Recovering event attendance helped the US$8.5 billion (Dh31.22bn) joint venture with Dubai World post positive cash flow for the first time in the third quarter after losses in the first half of last year.
Convention-related room bookings at MGM Resorts' wholly owned properties are up more than 30 per cent in the first quarter from a year earlier, Jim Murren, the chief executive, told Bloomberg.
MGM has booked almost 1.6 million convention room nights for this year, Mr Murren said.
The casino operator is seeking to refinance CityCenter's $1.8bn loan to extend maturities with a mix of bonds and longer-term bank debt. That process is expected to be completed by the end of the current quarter.
"The partners do not have an appetite to sell any of their equity in CityCenter at this point," Mr Murren said. "When we put a long-term, permanent capital structure in place at CityCenter, that relieves an awful lot of concern investors have had about MGM's potential liability to CityCenter."
CityCenter's jewel is the 4,004-room Aria gaming resort, which opened on December 16. The 27-hectare complex on the Las Vegas Strip also includes a Cirque du Soleil show called Viva Elvis, 2,400 condominiums and luxury non-gaming hotels including Las Vegas' first Mandarin Oriental.

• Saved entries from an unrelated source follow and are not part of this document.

//! pankha-bmc-probe entry point: config resolution, logging, CLI dispatch.

use std::sync::Arc;

use anyhow::{anyhow, Result};
use clap::Parser;
use serde::Serialize;
use tracing::debug;

use pankha_bmc_probe::app::cli::{parse_fan_speed, Args, Command};
use pankha_bmc_probe::app::logging::{init_tracing, normalize_level};
use pankha_bmc_probe::config::persistence::{load_config, validate};
use pankha_bmc_probe::config::types::ProbeConfig;
use pankha_bmc_probe::hardware::types::{ChassisReport, HardwareInventory, SensorReadings, ServerSummary};
use pankha_bmc_probe::hardware::{IpmiServerClient, ServerTelemetry};
use pankha_bmc_probe::system::executor::{CommandExecutor, Credential, IpmitoolRunner};

#[tokio::main(flavor = "current_thread")]
async fn main() -> Result<()> {
    let args = Args::parse();

    let mut config = load_config(args.config.as_deref()).await?;
    apply_cli_overrides(&mut config, &args);

    // Priority: 1. --log-level flag, 2. LOG_LEVEL env, 3. config file, 4. default (info)
    let requested = args
        .log_level
        .clone()
        .or_else(|| std::env::var("LOG_LEVEL").ok())
        .unwrap_or_else(|| config.logging.log_level.clone());
    let level = normalize_level(&requested)
        .ok_or_else(|| anyhow!("Invalid log level '{}'. Use TRACE, DEBUG, INFO, WARN or ERROR", requested))?;
    init_tracing(level);

    validate(&config)?;

    let runner = Arc::new(IpmitoolRunner::new(config.bmc.ipmitool_path.clone()));
    let executor = CommandExecutor::new(config.bmc.connection_params(), runner, config.retry.policy());
    debug!(
        "Probing {} as {} ({} attempts, {:?} between attempts)",
        config.bmc.host,
        config.bmc.username,
        executor.policy().max_attempts(),
        executor.policy().delay()
    );

    let dry_run = matches!(args.command, Command::SetFan { dry_run: true, .. });
    let client: Arc<dyn ServerTelemetry> = Arc::new(IpmiServerClient::new(executor).with_dry_run(dry_run));

    let ok = match &args.command {
        Command::Fans => emit(client.get_fan_speed().await, args.json, render_readings),
        Command::Temps => emit(client.get_temperatures().await, args.json, render_readings),
        Command::Power => emit(client.get_power_usage().await, args.json, |w| format!("Power usage: {} Watts", w)),
        Command::Inventory => emit(client.get_hardware_info().await, args.json, render_inventory),
        Command::Chassis => emit(client.get_chassis_status().await, args.json, render_chassis),
        Command::Summary => emit(Some(client.summary().await), args.json, render_summary),
        Command::SetFan { speed, .. } => {
            let speed = parse_fan_speed(speed).map_err(|e| anyhow!(e))?;
            client.set_fan_speed(speed).await
        }
    };

    if !ok {
        std::process::exit(1);
    }
    Ok(())
}

fn apply_cli_overrides(config: &mut ProbeConfig, args: &Args) {
    if let Some(host) = &args.host {
        config.bmc.host = host.clone();
    }
    if let Some(user) = &args.user {
        config.bmc.username = user.clone();
    }
    if let Some(pass) = &args.password {
        config.bmc.password = Credential::new(pass.clone());
    }
    if let Some(retries) = args.retries {
        config.retry.max_attempts = retries;
    }
    if let Some(delay) = args.retry_delay {
        config.retry.delay_secs = delay;
    }
}

/// Print `value` as JSON or text. Returns false when there was nothing to print.
fn emit<T: Serialize>(value: Option<T>, json: bool, render: impl Fn(&T) -> String) -> bool {
    let Some(value) = value else {
        return false;
    };

    if json {
        match serde_json::to_string_pretty(&value) {
            Ok(s) => println!("{}", s),
            Err(e) => {
                eprintln!("Failed to serialize result: {}", e);
                return false;
            }
        }
    } else {
        println!("{}", render(&value));
    }
    true
}

fn render_readings(readings: &SensorReadings) -> String {
    if readings.is_empty() {
        return "(no matching sensors)".to_string();
    }
    readings
        .iter()
        .map(|(name, value)| format!("{}: {}", name, value))
        .collect::<Vec<_>>()
        .join("\n")
}

fn render_inventory(inv: &HardwareInventory) -> String {
    format!("CPU: {}\nMemory: {}\nDisk: {}", inv.cpu, inv.memory, inv.disk)
}

fn render_chassis(report: &ChassisReport) -> String {
    format!("{}\n\n{}", render_readings(&report.status), report.verdict)
}

fn render_summary(summary: &ServerSummary) -> String {
    let missing = || "(unavailable)".to_string();
    let sections = [
        format!("Host: {} ({})", summary.host, summary.collected_at.to_rfc3339()),
        format!("== Fans\n{}", summary.fans.as_ref().map_or_else(missing, render_readings)),
        format!("== Temperatures\n{}", summary.temperatures.as_ref().map_or_else(missing, render_readings)),
        format!(
            "== Power\n{}",
            summary.power_watts.map_or_else(missing, |w| format!("{} Watts", w))
        ),
        format!("== Inventory\n{}", summary.inventory.as_ref().map_or_else(missing, render_inventory)),
        format!("== Chassis\n{}", summary.chassis.as_ref().map_or_else(missing, render_chassis)),
    ];
    sections.join("\n\n")
}
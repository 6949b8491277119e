//! Pankha BMC probe: IPMI-over-LAN telemetry, chassis health and fan control
//! through an external `ipmitool` agent.

pub mod app;
pub mod config;
pub mod hardware;
pub mod system;

pub use hardware::{IpmiServerClient, ServerTelemetry};
pub use system::executor::{CommandExecutor, ConnectionParams, Credential};
pub use system::retry::RetryPolicy;
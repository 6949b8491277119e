pub mod cli;
pub mod logging;
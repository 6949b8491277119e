//! Tracing subscriber setup and custom formatters.
//! Logs go to stderr so stdout carries only probe results.

use tracing_subscriber::EnvFilter;

// Custom time formatter for logs: "YYYY-MM-DD HH:MM:SS" (local time)
pub struct LocalTimeFormatter;

impl tracing_subscriber::fmt::time::FormatTime for LocalTimeFormatter {
    fn format_time(&self, w: &mut tracing_subscriber::fmt::format::Writer<'_>) -> std::fmt::Result {
        #[cfg(unix)]
        unsafe {
            let now = libc::time(std::ptr::null_mut());
            let mut tm: libc::tm = std::mem::zeroed();
            libc::localtime_r(&now, &mut tm);

            write!(w, "{:04}-{:02}-{:02} {:02}:{:02}:{:02}",
                tm.tm_year + 1900,
                tm.tm_mon + 1,
                tm.tm_mday,
                tm.tm_hour,
                tm.tm_min,
                tm.tm_sec)
        }

        #[cfg(not(unix))]
        {
            write!(w, "{}", chrono::Local::now().format("%Y-%m-%d %H:%M:%S"))
        }
    }
}

// Custom event formatter for logs: "YYYY-MM-DD HH:MM:SS [LEVEL] message"
pub struct CustomEventFormat;

impl<S, N> tracing_subscriber::fmt::FormatEvent<S, N> for CustomEventFormat
where
    S: tracing::Subscriber + for<'a> tracing_subscriber::registry::LookupSpan<'a>,
    N: for<'a> tracing_subscriber::fmt::FormatFields<'a> + 'static,
{
    fn format_event(
        &self,
        ctx: &tracing_subscriber::fmt::FmtContext<'_, S, N>,
        mut writer: tracing_subscriber::fmt::format::Writer<'_>,
        event: &tracing::Event<'_>,
    ) -> std::fmt::Result {
        use tracing_subscriber::fmt::time::FormatTime;

        LocalTimeFormatter.format_time(&mut writer)?;
        write!(writer, " ")?;

        let level = event.metadata().level();
        let level_color = match *level {
            tracing::Level::TRACE => "\x1b[2m",  // Dim/gray
            tracing::Level::DEBUG => "\x1b[34m", // Blue
            tracing::Level::INFO => "\x1b[32m",  // Green
            tracing::Level::WARN => "\x1b[33m",  // Yellow
            tracing::Level::ERROR => "\x1b[31m", // Red
        };
        write!(writer, "{}[{}]\x1b[0m ", level_color, level)?;

        ctx.field_format().format_fields(writer.by_ref(), event)?;

        writeln!(writer)
    }
}

/// Map the user-facing level names (INFO, warn, Warning...) to a filter directive.
pub fn normalize_level(level: &str) -> Option<&'static str> {
    match level.trim().to_ascii_lowercase().as_str() {
        "trace" => Some("trace"),
        "debug" => Some("debug"),
        "info" => Some("info"),
        "warn" | "warning" => Some("warn"),
        "error" => Some("error"),
        _ => None,
    }
}

/// Install the process-wide subscriber. Call once, from `main`.
pub fn init_tracing(filter: &str) {
    use tracing_subscriber::prelude::*;

    let env_filter = EnvFilter::try_new(filter).unwrap_or_else(|_| EnvFilter::new("info"));

    tracing_subscriber::registry()
        .with(env_filter)
        .with(
            tracing_subscriber::fmt::layer()
                .with_writer(std::io::stderr)
                .with_timer(LocalTimeFormatter)
                .with_target(false)
                .with_level(true)
                .fmt_fields(tracing_subscriber::fmt::format::DefaultFields::new())
                .event_format(CustomEventFormat)
        )
        .init();
}
pub mod persistence;
pub mod types;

The development was planned during an economic boom in Las Vegas, but as the global financial climate deteriorated, the city's fortunes changed.
Its economy was hit hard by the downturn and unemployment soared, while occupancy levels and expenditure at hotels and casinos plunged.
The revival in convention bookings has seen some confidence return to the sector.
The $300bn-a-year global exhibitions industry showed growth in the three months that ended in September last year after nine quarters of decline, according to the International Association of Exhibitions and Events, which is based in Texas.
UAE-based events organisers have also reported an increase in demand for shows.
"In overall terms, there are signs now of an upturn in sector growth for trade shows," Simon Horgan, the group chief executive of ADNEC, told The National last month.